Our only true museum of the trip was Crystal Bridges, which has free admission thanks to sponsorship from Walmart. Special exhibits can require paid admission, but it was all comped on the day we attended due to an additional donor. 

The grounds are amazing, with outdoor sculptures, paths for hiking, and myriad spots for photos (we saw a few photoshoots). The museum is just as beautiful, with huge windows connecting the indoor and the out. We saw works from a diversity of artists while standing alongside a diverse group of people of all ages. This was not a stuffy museum by any means. It truly appears that by taking away admission costs, it made the art accessible to everyone. This is one of the best museums we’ve ever seen.

Technically, we went to a second museum, which was Walton’s 5&10 in downtown Bentonville, the start of Walmart. It’s free, off of the small original 5&10, and has two or three rooms with Sam Walton and Walmart historical memorabilia. It doesn’t take long and the interactive elements were entertaining for the kids. The prices in the tiny store are amazing. If you need some throw-back toys, this is the place to find them. There were so many toys from my childhood and while I wanted to buy them all, I couldn’t justify it. But boy, the prices were low.

The museum ends in The Spark Cafe Soda Fountain that had a line the entire time we were there…and this was a cold day in January. We skipped the ice cream to head to dinner at Tusk & Trotter because we’d read it fills up fast and doesn’t take reservations for small groups. We walked into an open restaurant, but true to word, it filled fast and people were being turned away. My kids thought I was crazy going early to secure a table, but it was one of those times where they were glad we did. The food was good, the grapefruit gin and tonic was one of the best cocktails I’ve ever had, and our server was great.
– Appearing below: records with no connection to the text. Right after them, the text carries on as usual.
use std::path::{Path, PathBuf};

use anyhow::{Context, Result};
use serde::{Deserialize, Serialize};

/// Console configuration, loaded from `~/.config/botdesk/console.toml`.
#[derive(Debug, Clone, Serialize, Deserialize, Default)]
#[serde(default)]
pub struct ConsoleConfig {
    pub server: ServerConfig,
    pub ui: UiConfig,
    pub downloads: DownloadConfig,
}

#[derive(Debug, Clone, Serialize, Deserialize)]
#[serde(default)]
pub struct ServerConfig {
    pub url: String,
    pub timeout_secs: u64,
}

impl Default for ServerConfig {
    fn default() -> Self {
        Self {
            url: "http://127.0.0.1:8000".to_string(),
            timeout_secs: 15,
        }
    }
}

#[derive(Debug, Clone, Serialize, Deserialize)]
#[serde(default)]
pub struct UiConfig {
    /// How many of the most recent history records the default (no-query)
    /// view shows.
    pub history_window: usize,
    /// Result-size bound for local search.
    pub search_limit: usize,
    /// Default target language for summaries and translations.
    pub target_lang: String,
}

impl Default for UiConfig {
    fn default() -> Self {
        Self {
            history_window: 200,
            search_limit: 50,
            target_lang: "Chinese".to_string(),
        }
    }
}

#[derive(Debug, Clone, Serialize, Deserialize, Default)]
#[serde(default)]
pub struct DownloadConfig {
    /// Where translated files are saved; defaults to `~/Downloads`.
    pub dir: Option<PathBuf>,
}

impl ConsoleConfig {
    pub fn downloads_dir(&self) -> PathBuf {
        if let Some(dir) = &self.downloads.dir {
            return dir.clone();
        }
        home_dir().join("Downloads")
    }
}

// ── File I/O ────────────────────────────────────────────────────────────

fn home_dir() -> PathBuf {
    std::env::var("HOME")
        .or_else(|_| std::env::var("USERPROFILE"))
        .map(PathBuf::from)
        .unwrap_or_else(|_| PathBuf::from("."))
}

pub fn config_dir() -> Result<PathBuf> {
    let home = std::env::var("HOME")
        .or_else(|_| std::env::var("USERPROFILE"))
        .context("Could not determine home directory")?;
    Ok(PathBuf::from(home).join(".config").join("botdesk"))
}

pub fn config_path() -> Result<PathBuf> {
    Ok(config_dir()?.join("console.toml"))
}

/// Load config from the default path, falling back to defaults when the file
/// is missing or malformed.
pub fn load() -> ConsoleConfig {
    match config_path() {
        Ok(path) => load_from(&path),
        Err(_) => ConsoleConfig::default(),
    }
}

pub fn load_from(path: &Path) -> ConsoleConfig {
    std::fs::read_to_string(path)
        .ok()
        .and_then(|s| toml::from_str(&s).ok())
        .unwrap_or_default()
}

pub fn save_to(config: &ConsoleConfig, path: &Path) -> Result<()> {
    if let Some(parent) = path.parent() {
        std::fs::create_dir_all(parent)?;
    }
    let content = toml::to_string_pretty(config).context("Failed to serialize config")?;
    std::fs::write(path, content).with_context(|| format!("Failed to write {}", path.display()))?;
    Ok(())
}

#[cfg(test)]
mod tests {
    use super::*;

    #[test]
    fn defaults_apply_when_file_is_missing() {
        let dir = tempfile::tempdir().expect("tempdir");
        let config = load_from(&dir.path().join("console.toml"));
        assert_eq!(config.server.url, "http://127.0.0.1:8000");
        assert_eq!(config.server.timeout_secs, 15);
        assert_eq!(config.ui.history_window, 200);
    }

    #[test]
    fn partial_files_fill_in_defaults() {
        let dir = tempfile::tempdir().expect("tempdir");
        let path = dir.path().join("console.toml");
        std::fs::write(&path, "[server]\nurl = \"http://bot.example:9000\"\n").expect("write");
        let config = load_from(&path);
        assert_eq!(config.server.url, "http://bot.example:9000");
        assert_eq!(config.server.timeout_secs, 15);
    }

    #[test]
    fn round_trips_through_save_and_load() {
        let dir = tempfile::tempdir().expect("tempdir");
        let path = dir.path().join("console.toml");
        let mut config = ConsoleConfig::default();
        config.ui.search_limit = 25;
        config.ui.target_lang = "English".to_string();
        save_to(&config, &path).expect("save");
        let loaded = load_from(&path);
        assert_eq!(loaded.ui.search_limit, 25);
        assert_eq!(loaded.ui.target_lang, "English");
    }
}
Win.

We chose going back to the soda shop instead of having dessert at Tusk & Trotter, getting two single scoops and a kid scoop all for about $3 TOTAL! Every day of the trip I was blown away by the low prices we don’t see in the Bay Area. I swear that our receipts are probably my favorite souvenirs because I’m still in disbelief.

Day 5 – Back to OKC for a Thunder game
We stopped for breakfast at Cracker Barrel – a first for my son, and he took advantage of the situation by ordering about a million plates of food. 

With very full bellies, we drove back to OKC, this time staying at the Sheraton because the price was much less than the Colcord, which we could see from our room. The Sheraton location is ideal for a game because the doors of the Cox Convention Center across the street are unlocked and everyone cuts through the center, exiting across from the Chesapeake Energy Arena. It took no more than five minutes to walk there from our room.

The Thunder game was fun. There were drummers outside, tons of photo opportunities inside the arena, including a free photo booth, and the prices for food and beer were crazy low. 

After the game (blow out loss by the Thunder), we walked through the outside of Myriad Gardens, and enjoyed the lights on our way back to the hotel. 

Day 6 – Wrapping it up
We left OKC in the morning and headed back to Dallas, stopping in Norman for breakfast tacos from Torchy’s. Before returning our rental car, we filled up at Buc-ee’s in Denton, to see what the hoopla was all about. We were in love. The store is huge with all kinds of food, jerky, fudge, fountain drinks, and swag. We bought so much stuff that I didn’t know if it would all fit in our carry-ons. Yes, we are the people who bought a Buc-ee’s pillow. 

After dropping off the car and getting through security, we wrapped up Texas with Whataburger for lunch and live music near our table (from a real musician, not some rando serenading the food court with his harmonica). The perfect ending to a memorable trip.